Sexuelle Wünsche auszusprechen war demnach ein besonders widersprüchliches Thema. Die Hälfte der befragten Männer wünschte sich zwar „offen über Wünsche und Bedürfnisse sprechen“ zu können, gerade ein Drittel der Befragten tat dies tatsächlich.
Sexuelle Wünsche mitzuteilen ist wichtig für die Beziehung
Dabei gibt es kaum etwas, was sich mit ähnlich geringem Aufwand derart positiv auf die Beziehung auswirken kann. 86 Prozent der Befragten gaben an, dass das Mitteilen der eigenen Wünsche das Wohlbefinden steigert. Zudem sind sich 75 Prozent darüber einig, dass Gespräche über sexuelle Vorlieben ein Vertrauensbeweis ist. Zwei Drittel sind sich sicher, dass „sexuelle Wünsche einfach zu formulieren“ in einer funktionierenden Beziehung wichtig für die Qualität des Sex ist.

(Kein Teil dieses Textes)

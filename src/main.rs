//! Prey-Predator Client - terminal front end for the RL simulation service
//!
//! Drives a remote predator/prey episode: the human steers one agent with the
//! arrow keys or a mouse joystick, the service steps the simulation and the
//! terminal draws positions, trails and the episode timer.

mod app;
mod config;
mod game;
mod input;
mod remote;
mod render;
mod storage;
mod tui;
mod util;

use std::fs::OpenOptions;
use std::sync::Arc;

use anyhow::Context;
use tracing::info;
use tracing_subscriber::{layer::SubscriberExt, util::SubscriberInitExt};

use crate::app::AppState;
use crate::config::{Config, LogFormat};
use crate::game::spawn_driver;

#[tokio::main]
async fn main() -> anyhow::Result<()> {
    // Load environment variables
    dotenvy::dotenv().ok();

    // Load configuration
    let config = Config::from_env()?;

    // The terminal owns stdout, so logs go to a file
    init_tracing(&config)?;

    info!("Starting Prey-Predator Client");
    info!("Simulation service: {}", config.api_url);

    let render_output = config.render_output.clone();
    let state = AppState::new(config)?;

    let handle = spawn_driver(state.session(), state.client.clone(), render_output);
    tui::run(handle).await?;

    info!("Client shutdown complete");
    Ok(())
}

/// Initialize tracing/logging
fn init_tracing(config: &Config) -> anyhow::Result<()> {
    let env_filter = tracing_subscriber::EnvFilter::try_from_default_env()
        .unwrap_or_else(|_| tracing_subscriber::EnvFilter::new(&config.log_level));

    let file = OpenOptions::new()
        .create(true)
        .append(true)
        .open(&config.log_file)
        .with_context(|| format!("failed to open log file {}", config.log_file.display()))?;
    let writer = Arc::new(file);

    let registry = tracing_subscriber::registry().with(env_filter);
    match config.log_format {
        LogFormat::Json => registry
            .with(
                tracing_subscriber::fmt::layer()
                    .json()
                    .with_writer(writer),
            )
            .init(),
        LogFormat::Text => registry
            .with(
                tracing_subscriber::fmt::layer()
                    .with_target(true)
                    .with_ansi(false)
                    .with_writer(writer),
            )
            .init(),
    }

    Ok(())
}
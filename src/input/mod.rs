//! Input capture: keyboard arrows and the virtual joystick
//!
//! Neither source talks to the network. They only turn raw events into an
//! action angle that the session picks up.

pub mod joystick;
pub mod keyboard;

pub use joystick::{Joystick, KnobOffset};
pub use keyboard::{ArrowKey, KeyboardState};

/// Human-commanded direction in radians, in (-π, π]
pub type ActionAngle = f64;
//! Canvas rendering of the latest game state

pub mod display_list;
pub mod scene;

pub use display_list::{DisplayList, DrawCmd};
pub use scene::{draw_scene, to_pixels, CANVAS_SIZE};

/// RGBA color, alpha in [0, 1]
#[derive(Debug, Clone, Copy, PartialEq)]
pub struct Rgba {
    pub r: u8,
    pub g: u8,
    pub b: u8,
    pub a: f64,
}

impl Rgba {
    pub const fn new(r: u8, g: u8, b: u8, a: f64) -> Self {
        Self { r, g, b, a }
    }

    pub const fn with_alpha(self, a: f64) -> Self {
        Self { a, ..self }
    }
}

/// Drawing surface in pixel coordinates, origin top-left, y growing downward
pub trait Surface {
    fn clear(&mut self);

    /// Stroke a connected line through `points`
    fn stroke_polyline(&mut self, points: &[(f64, f64)], color: Rgba, width: f64);

    fn fill_circle(&mut self, center: (f64, f64), radius: f64, color: Rgba);
}
impl Session {
    pub fn new(storage: SessionStorage, role: Role, input_method: InputMethod) -> Self {
        Self {
            storage,
            remote_render: false,
            phase: Phase::Splash,
            role,
            input_method,
            player_name: None,
            state: None,
            action: 0.0,
            prey_trail: Trail::new(),
            predator_trail: Trail::new(),
            keyboard: KeyboardState::new(),
            joystick: Joystick::new(JOYSTICK_RADIUS),
            has_sent_first_action: false,
            start_requested: None,
            generation: 0,
            next_seq: 1,
            last_applied_seq: 0,
            game_started_at: None,
            next_send: None,
            countdown_deadline: None,
            countdown_step: COUNTDOWN_STEP,
            hud: Hud::new(role, input_method),
        }
    }

    /// Also fetch a server-rendered image for every applied state
    pub fn with_remote_render(mut self, enabled: bool) -> Self {
        self.remote_render = enabled;
        self
    }

    /// Override the time each countdown step stays on screen
    pub fn with_countdown_step(mut self, step: Duration) -> Self {
        self.countdown_step = step;
        self
    }

    pub fn phase(&self) -> Phase {
        self.phase
    }

    pub fn is_active(&self) -> bool {
        self.phase == Phase::Active
    }

    pub fn generation(&self) -> u64 {
        self.generation
    }

    pub fn hud(&self) -> &Hud {
        &self.hud
    }

    /// When the driver should call [`Session::on_countdown_deadline`]
    pub fn countdown_deadline(&self) -> Option<Instant> {
        self.countdown_deadline
    }

    /// Draw the latest state; draws nothing before the first reset
    pub fn draw<S: Surface + ?Sized>(&self, surface: &mut S) {
        if let Some(state) = &self.state {
            draw_scene(surface, state, &self.prey_trail, &self.predator_trail);
        }
    }

    // ------------------------------------------------------------------
    // UI controls
    // ------------------------------------------------------------------

    /// Leave the splash screen: reset straight away when a name is stored
    pub fn begin(&mut self) -> Vec<Command> {
        if self.phase != Phase::Splash {
            return Vec::new();
        }
        self.hud.splash = false;

        match self.storage.player_name() {
            Some(name) => {
                self.set_player(name);
                self.request_reset()
            }
            None => {
                self.phase = Phase::NamePrompt;
                self.hud.name_modal = Some(NameModal::default());
                Vec::new()
            }
        }
    }

    /// Edit the text in the name modal
    pub fn edit_name(&mut self, input: impl Into<String>) {
        if let Some(modal) = self.hud.name_modal.as_mut() {
            modal.input = input.into();
        }
    }

    /// Submit the name modal; invalid names keep the modal open
    pub fn submit_name(&mut self, raw: &str) -> Vec<Command> {
        if self.phase != Phase::NamePrompt {
            return Vec::new();
        }

        match self.storage.store_player_name(raw) {
            Ok(name) => {
                self.hud.name_modal = None;
                self.set_player(name);
                self.request_reset()
            }
            Err(e) => {
                debug!(error = %e, "Rejected player name");
                if let Some(modal) = self.hud.name_modal.as_mut() {
                    modal.alert = Some(e.to_string());
                }
                Vec::new()
            }
        }
    }

    pub fn switch_role(&mut self, now: Instant) -> Vec<Command> {
        self.role = self.role.toggled();
        self.hud.role = self.role;
        self.hud.toast("Role switched!", now);
        info!(role = ?self.role, "Role switched");
        self.reset()
    }

    /// Reset control; ignored until a player name exists
    pub fn reset(&mut self) -> Vec<Command> {
        if self.player_name.is_none() {
            return Vec::new();
        }
        self.request_reset()
    }

    pub fn select_input(&mut self, method: InputMethod) {
        self.input_method = method;
        self.hud.input_method = method;
    }

    // ------------------------------------------------------------------
    // Input capture
    // ------------------------------------------------------------------

    pub fn key_down(&mut self, key: ArrowKey, now: Instant) {
        self.keyboard.press(key);
        self.request_start(InputMethod::Keyboard, now);
    }

    /// Key press on a host that never reports releases
    pub fn key_down_exclusive(&mut self, key: ArrowKey, now: Instant) {
        self.keyboard.press_exclusive(key);
        self.request_start(InputMethod::Keyboard, now);
    }

    pub fn key_up(&mut self, key: ArrowKey) {
        self.keyboard.release(key);
    }

    pub fn pointer_down(&mut self, offset: KnobOffset, now: Instant) {
        let angle = self.joystick.press(offset);
        self.apply_joystick(angle);
        self.request_start(InputMethod::Joystick, now);
    }

    pub fn pointer_move(&mut self, offset: KnobOffset) {
        if let Some(angle) = self.joystick.drag(offset) {
            self.apply_joystick(angle);
        }
    }

    /// Release the stick; the stored action is kept
    pub fn pointer_up(&mut self) {
        self.joystick.release();
        self.hud.knob = self.joystick.knob();
    }

    fn apply_joystick(&mut self, angle: ActionAngle) {
        self.hud.knob = self.joystick.knob();
        if self.is_active() && self.input_method != InputMethod::Joystick {
            return;
        }
        self.action = angle;
        self.has_sent_first_action = true;
    }

    /// Start now when ready, defer until "GO!" during the countdown, else ignore
    fn request_start(&mut self, method: InputMethod, now: Instant) {
        match self.phase {
            Phase::Ready => self.start_game(method, now),
            Phase::Countdown => {
                if self.start_requested.is_none() {
                    debug!(?method, "Start deferred until countdown ends");
                }
                self.start_requested = Some(method);
            }
            _ => {}
        }
    }

    fn start_game(&mut self, method: InputMethod, now: Instant) {
        self.select_input(method);
        self.phase = Phase::Active;
        self.game_started_at = Some(now);
        self.next_send = None;
        self.hud.set_status("Game started!");
        self.hud.toast("Game started!", now);
        info!(generation = self.generation, input = %method, "Game started");
    }

    // ------------------------------------------------------------------
    // Game loop
    // ------------------------------------------------------------------

    /// One animation frame. Sends at most one play request per send interval.
    pub fn on_frame(&mut self, now: Instant) -> Vec<Command> {
        if !self.is_active() {
            return Vec::new();
        }

        match self.input_method {
            InputMethod::Keyboard => {
                if self.keyboard.direction().is_some() {
                    self.has_sent_first_action = true;
                }
                self.action = self.keyboard.compute_direction(self.action);
            }
            InputMethod::Joystick => {
                if self.joystick.is_captured() {
                    self.has_sent_first_action = true;
                }
            }
        }

        let deadline = self.next_send.unwrap_or(now);
        if now < deadline || !self.has_sent_first_action {
            return Vec::new();
        }

        let Some(state) = self.state else {
            return Vec::new();
        };

        let real_time = self
            .game_started_at
            .map(|t| now.saturating_duration_since(t))
            .unwrap_or(Duration::ZERO)
            .as_secs_f64();

        let seq = self.next_seq;
        self.next_seq += 1;
        // whole intervals; restart from now once more than one behind
        let mut next = deadline + send_interval();
        if next <= now {
            next = now + send_interval();
        }
        self.next_send = Some(next);

        vec![Command::Play {
            generation: self.generation,
            seq,
            request: PlayRequest {
                human_role: self.role,
                human_action: self.action,
                state,
                player_id: self.player_name.clone().unwrap_or_default(),
                real_time,
                input_method: Some(self.input_method),
            },
        }]
    }

    pub fn expire_toasts(&mut self, now: Instant) {
        self.hud.expire_toasts(now);
    }

    // ------------------------------------------------------------------
    // Reset cycle
    // ------------------------------------------------------------------

    fn request_reset(&mut self) -> Vec<Command> {
        self.generation += 1;
        self.phase = Phase::Resetting;
        self.keyboard.clear();
        self.start_requested = None;
        self.countdown_deadline = None;
        self.hud.countdown = None;
        debug!(generation = self.generation, "Requesting reset");
        vec![Command::Reset {
            generation: self.generation,
        }]
    }

    pub fn on_reset_complete(
        &mut self,
        generation: u64,
        result: Result<GameState, ClientError>,
        now: Instant,
    ) -> Vec<Command> {
        if generation != self.generation || self.phase != Phase::Resetting {
            debug!(generation, current = self.generation, "Dropping stale reset response");
            return Vec::new();
        }

        let state = match result {
            Ok(state) => state,
            Err(e) => {
                warn!(generation, error = %e, "Reset failed");
                self.hud.set_status(format!("Error resetting game: {e}"));
                self.phase = Phase::Idle;
                return Vec::new();
            }
        };

        self.state = Some(state);
        self.prey_trail.clear();
        self.predator_trail.clear();
        self.has_sent_first_action = false;
        self.joystick.recenter();
        self.hud.knob = self.joystick.knob();
        self.hud.update_timer(state.elapsed());
        self.hud.set_status(START_PROMPT);
        self.hud.toast("Game reset!", now);

        self.phase = Phase::Countdown;
        self.hud.countdown = Some(CountdownStep::FIRST);
        self.countdown_deadline = Some(now + self.countdown_step);
        info!(generation, "Episode reset");

        self.render_command(state)
    }

    /// Advance the countdown; honors a deferred start after "GO!"
    pub fn on_countdown_deadline(&mut self, now: Instant) {
        if self.phase != Phase::Countdown {
            self.countdown_deadline = None;
            return;
        }
        let Some(step) = self.hud.countdown else {
            return;
        };

        match step.next() {
            Some(next) => {
                self.hud.countdown = Some(next);
                self.countdown_deadline = Some(now + self.countdown_step);
            }
            None => {
                self.hud.countdown = None;
                self.countdown_deadline = None;
                self.phase = Phase::Ready;
                if let Some(method) = self.start_requested.take() {
                    self.start_game(method, now);
                }
            }
        }
    }

    // ------------------------------------------------------------------
    // Play responses
    // ------------------------------------------------------------------

    pub fn on_play_complete(
        &mut self,
        generation: u64,
        seq: u64,
        result: Result<PlayResponse, ClientError>,
        now: Instant,
    ) -> Vec<Command> {
        if generation != self.generation || !self.is_active() {
            debug!(generation, seq, "Dropping play response for an inactive episode");
            return Vec::new();
        }

        if seq <= self.last_applied_seq {
            debug!(seq, last = self.last_applied_seq, "Dropping out-of-order play response");
            return Vec::new();
        }

        let response = match result {
            Ok(response) => response,
            Err(e) => {
                warn!(generation, seq, error = %e, "Play request failed");
                self.hud.set_status(format!("Error during play: {e}"));
                return Vec::new();
            }
        };
        self.last_applied_seq = seq;

        let state = response.state;
        self.state = Some(state);
        self.prey_trail.push(state.prey());
        self.predator_trail.push(state.predator());
        self.hud.set_status(self.role.objective());
        self.hud.update_timer(state.elapsed());

        let mut commands = self.render_command(state);

        if response.terminated {
            let outcome = Outcome::from_rewards(self.role, &response.rewards);
            info!(generation, ?outcome, rewards = ?response.rewards, "Episode terminated");
            self.hud.set_status("Game terminated. Resetting...");
            self.hud.toast(outcome.message(), now);
            commands.extend(self.request_reset());
        }

        commands
    }

    fn render_command(&self, state: GameState) -> Vec<Command> {
        if self.remote_render {
            vec![Command::Render { state }]
        } else {
            Vec::new()
        }
    }

    fn set_player(&mut self, name: String) {
        info!(player = %name, "Player identified");
        self.hud.player_name = Some(name.clone());
        self.player_name = Some(name);
    }
}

Warum fällt es uns also so schwer, über das Thema zu sprechen? 10 Prozent der Umfrageteilnehmer gaben sogar an, dass sie sich gerne äußern würden – aber nicht trauen. Und lediglich 20 Prozent der befragten Männer gehen davon aus, dass ihre Partnerin offen über ihre Wünsche spricht. Ist es die Angst vor Zurückweisung, die uns die Sprache verschlägt? Oder sind es wohlmöglich schlechte Erfahrungen?
Nicht immer stoßen sexuelle Wünsche auf interessierte Ohren, denn manche Menschen wollen vielleicht gar nicht wissen, was für ausgefallene Wünsche ihr Partner hat.
„Oft steht hinter einem scheinbaren Desinteresse die Angst, den Wünschen des Partners nicht entsprechen zu können oder zu wollen.Durch ein Gespräch unüberwindbare Diskrepanzen in den sexuellen Wünschen festzustellen, würde zu einer empfundenen Distanz führen, der man ja gerade entgegenwirken wollte. Obwohl wir tagtäglich berieselt werden mit sexuellen Bildern auf Werbeplakaten und im Fernsehen, gehört ein ehrliches und offenes Gespräch über die eigene Sexualität mit dem Partner zu den intimsten Dingen in einer Beziehung.
Wer sich darauf einlässt, der vertraut auch ein Stück weit darauf, dass der Partner respekt- und liebevoll reagiert und in jedem Fall ein Gewinn für die Beziehung entsteht – sei es auch in Form eines kreativen Kompromisses was die Erfüllung konkreter Vorstellungen betrifft.“ weiß Beziehungsexpertin Dr. Wiebke Neberich.
Verschenktes Potential durch geheime Wünsche
Welche Konsequenzen das Schweigen im Bett hat, zeigt die „Theratalk“-Studie der Göttinger Georg-August-Universität. An der Studie beteiligten sich 2.330 heterosexuelle Paare, die detailliert über ihre eigenen sexuellen Wünsche befragt wurden und ebenso ausführlich angaben, welche sexuellen Wünsche des Partners sie eventuell erfüllen würden.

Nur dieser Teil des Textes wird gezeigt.